PROBLEM DESCRIPTION
When the word "values" shows up in a line of the records below, copy that line.
##### DATA PROVIDED
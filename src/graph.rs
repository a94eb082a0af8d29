//! Purpose-built DAG of named tasks.
//!
//! Tasks may be added in any order; dependency names are only resolved when
//! an execution order is computed.

use std::collections::{BTreeMap, BTreeSet, HashMap};
use tracing::debug;
use crate::{DagtickError, Task, find_cycle};

#[derive(Debug, Default, Clone)]
pub struct DependencyGraph {
    tasks: BTreeMap<String, Task>,
}

impl DependencyGraph {
    pub fn new() -> Self {
        Self::default()
    }

    pub fn add_task(&mut self, task: Task) -> Result<(), DagtickError> {
        if self.tasks.contains_key(task.name()) {
            return Err(DagtickError::DuplicateTask(task.name().to_string()));
        }
        self.tasks.insert(task.name().to_string(), task);
        Ok(())
    }

    pub fn get(&self, name: &str) -> Option<&Task> {
        self.tasks.get(name)
    }

    pub fn len(&self) -> usize {
        self.tasks.len()
    }

    pub fn is_empty(&self) -> bool {
        self.tasks.is_empty()
    }

    /// Registered task names in ascending order.
    pub fn task_names(&self) -> impl Iterator<Item = &str> {
        self.tasks.keys().map(String::as_str)
    }

    /// Names of the tasks that declare `name` as a dependency, ascending.
    pub fn dependents(&self, name: &str) -> Vec<&str> {
        self.tasks
            .values()
            .filter(|task| task.dependencies().iter().any(|dep| dep == name))
            .map(Task::name)
            .collect()
    }

    pub fn validate(&self) -> Result<(), DagtickError> {
        self.order().map(|_| ())
    }

    /// Topological order of task names.
    ///
    /// Among tasks whose dependencies are all satisfied, the lexicographically
    /// smallest name runs first, so the result is the same on every call.
    pub fn order(&self) -> Result<Vec<String>, DagtickError> {
        for (name, task) in &self.tasks {
            if let Some(missing) = task.dependencies().iter().find(|dep| !self.tasks.contains_key(*dep)) {
                return Err(DagtickError::UnknownDependency {
                    task: name.clone(),
                    dependency: missing.clone(),
                });
            }
        }

        let mut in_degrees: HashMap<&str, usize> = HashMap::new();
        let mut dependents: HashMap<&str, Vec<&str>> = HashMap::new();

        for (name, task) in &self.tasks {
            in_degrees.insert(name.as_str(), task.dependencies().len());
            for dep in task.dependencies() {
                dependents.entry(dep.as_str()).or_default().push(name.as_str());
            }
        }

        let mut ready: BTreeSet<&str> = in_degrees
            .iter()
            .filter(|(_, degree)| **degree == 0)
            .map(|(name, _)| *name)
            .collect();
        let mut order = Vec::with_capacity(self.tasks.len());

        while let Some(name) = ready.pop_first() {
            order.push(name.to_string());

            if let Some(children) = dependents.get(name) {
                for child in children {
                    if let Some(degree) = in_degrees.get_mut(child) {
                        *degree -= 1;
                        if *degree == 0 {
                            ready.insert(*child);
                        }
                    }
                }
            }
        }

        if order.len() < self.tasks.len() {
            let cycle = find_cycle(&self.tasks).unwrap_or_else(|| {
                self.tasks
                    .keys()
                    .filter(|name| !order.contains(name))
                    .cloned()
                    .collect()
            });
            return Err(DagtickError::CyclicDependency { cycle });
        }

        debug!(order = ?order, "resolved execution order");
        Ok(order)
    }

    /// Tasks in execution order.
    pub fn ordered_tasks(&self) -> Result<Vec<&Task>, DagtickError> {
        let order = self.order()?;
        Ok(order.iter().filter_map(|name| self.tasks.get(name)).collect())
    }

    /// Indented view of the graph starting from every task without dependencies.
    pub fn render_tree(&self) -> Result<String, DagtickError> {
        self.validate()?;

        let mut out = String::new();
        for root in self.tasks.values().filter(|t| t.dependencies().is_empty()) {
            out.push_str(root.name());
            out.push('\n');
            self.render_chain(root.name(), "  ", &mut out);
        }
        Ok(out)
    }

    fn render_chain(&self, name: &str, prefix: &str, out: &mut String) {
        for child in self.dependents(name) {
            out.push_str(&format!("{prefix}└─> {child}\n"));
            self.render_chain(child, &format!("{prefix}    "), out);
        }
    }
}

/// Numbered listing of an execution order, one task per line.
pub fn format_order(order: &[String]) -> String {
    let mut result = String::new();
    for (i, step) in order.iter().enumerate() {
        result.push_str(&format!("{}. {}\n", i + 1, step));
    }
    result
}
##########
OUTPUT BELOW
            .values()
        for root in self.tasks.values().filter(|t| t.dependencies().is_empty()) {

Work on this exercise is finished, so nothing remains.